A new study on index annuity performance is countering some negative conclusions about this performance that have been circulating.
The negative conclusions have appeared in both in theoretical academic papers and in articles in the popular press, contend David F. Babbel, Geoffrey VanderPal and Jack Marrion in research findings the three have posted online at the Wharton Financial Institutions Center.
Babbel is a professor of insurance and finance at The Wharton School of Business, University of Pennsylvania, Philadelphia; senior advisor to Charles River Associates, Boston; and fellow of Wharton Financial Institutions Center of Wharton.
VanderPal is chief investment officer of Skyline Capital Management, Austin, Texas, and holds a doctorate in business administration. Marrion is a doctoral candidate in cognitive bias in decision-making and president of Advantage Compendium, St.

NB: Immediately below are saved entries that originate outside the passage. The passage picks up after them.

//! Foundation module - Shared domain primitives.
//!
//! Contains identifiers, timestamps, the state machine trait and error types
//! that form the vocabulary of the quote domain.

mod errors;
mod ids;
mod state_machine;
mod timestamp;

pub use errors::{DomainError, ErrorCode, ValidationError};
pub use ids::{ContentId, SubmissionId, WizardId};
pub use state_machine::StateMachine;
pub use timestamp::Timestamp;
//! HTTP handlers for published content.

use std::sync::Arc;

use axum::{
    extract::{Path, State},
    http::StatusCode,
    response::{IntoResponse, Response},
    Json,
};
use serde::Serialize;

use crate::adapters::http::error::{domain_error_response, ErrorResponse};
use crate::application::handlers::content::{GetContentHandler, GetContentQuery};
use crate::domain::content::{ContentCollection, ContentDocument, Slug};
use crate::ports::ContentStore;

#[derive(Clone)]
pub struct ContentHandlers {
    get_handler: Arc<GetContentHandler>,
}

impl ContentHandlers {
    pub fn new(store: Arc<dyn ContentStore>) -> Self {
        Self {
            get_handler: Arc::new(GetContentHandler::new(store)),
        }
    }
}

#[derive(Debug, Clone, Serialize)]
pub struct ContentListResponse {
    pub collection: ContentCollection,
    pub items: Vec<ContentDocument>,
}

/// GET /api/content/:collection
pub async fn list_content(
    State(handlers): State<ContentHandlers>,
    Path(collection): Path<String>,
) -> Response {
    let collection = match collection.parse::<ContentCollection>() {
        Ok(c) => c,
        Err(e) => return bad_request(e.to_string()),
    };

    match handlers.get_handler.list(collection).await {
        Ok(items) => {
            (StatusCode::OK, Json(ContentListResponse { collection, items })).into_response()
        }
        Err(e) => domain_error_response(e),
    }
}

/// GET /api/content/:collection/:slug
pub async fn get_content(
    State(handlers): State<ContentHandlers>,
    Path((collection, slug)): Path<(String, String)>,
) -> Response {
    let collection = match collection.parse::<ContentCollection>() {
        Ok(c) => c,
        Err(e) => return bad_request(e.to_string()),
    };
    let slug = match Slug::new(slug) {
        Ok(s) => s,
        Err(e) => return bad_request(e.to_string()),
    };

    match handlers
        .get_handler
        .handle(GetContentQuery { collection, slug })
        .await
    {
        Ok(document) => (StatusCode::OK, Json(document)).into_response(),
        Err(e) => domain_error_response(e),
    }
}

fn bad_request(message: String) -> Response {
    ErrorResponse::bad_request(message).into_response_with(StatusCode::BAD_REQUEST)
}
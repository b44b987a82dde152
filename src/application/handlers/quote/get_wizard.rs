//! GetWizardHandler - Query handler for the current wizard state.

use std::sync::Arc;

use crate::domain::foundation::WizardId;
use crate::domain::quote::QuoteWizard;
use crate::ports::WizardStore;

use super::{load_wizard, QuoteHandlerError};

#[derive(Debug, Clone)]
pub struct GetWizardQuery {
    pub wizard_id: WizardId,
}

pub struct GetWizardHandler {
    store: Arc<dyn WizardStore>,
}

impl GetWizardHandler {
    pub fn new(store: Arc<dyn WizardStore>) -> Self {
        Self { store }
    }

    pub async fn handle(&self, query: GetWizardQuery) -> Result<QuoteWizard, QuoteHandlerError> {
        load_wizard(self.store.as_ref(), query.wizard_id).await
    }
}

Louis.
Some index annuities have produced returns that have been truly competitive with bank certificates of deposit, fixed rate annuities and taxable bond funds, the researchers write. In addition, articles that are critical of index annuities often contain dubious assumptions which lead directly to negative conclusions previously circulated, they say.
The three reached the following conclusions in their study:
- Annuity returns have been competitive with alternative portfolios of stocks and bonds.
- Their design has limited the downside returns associated with declining markets.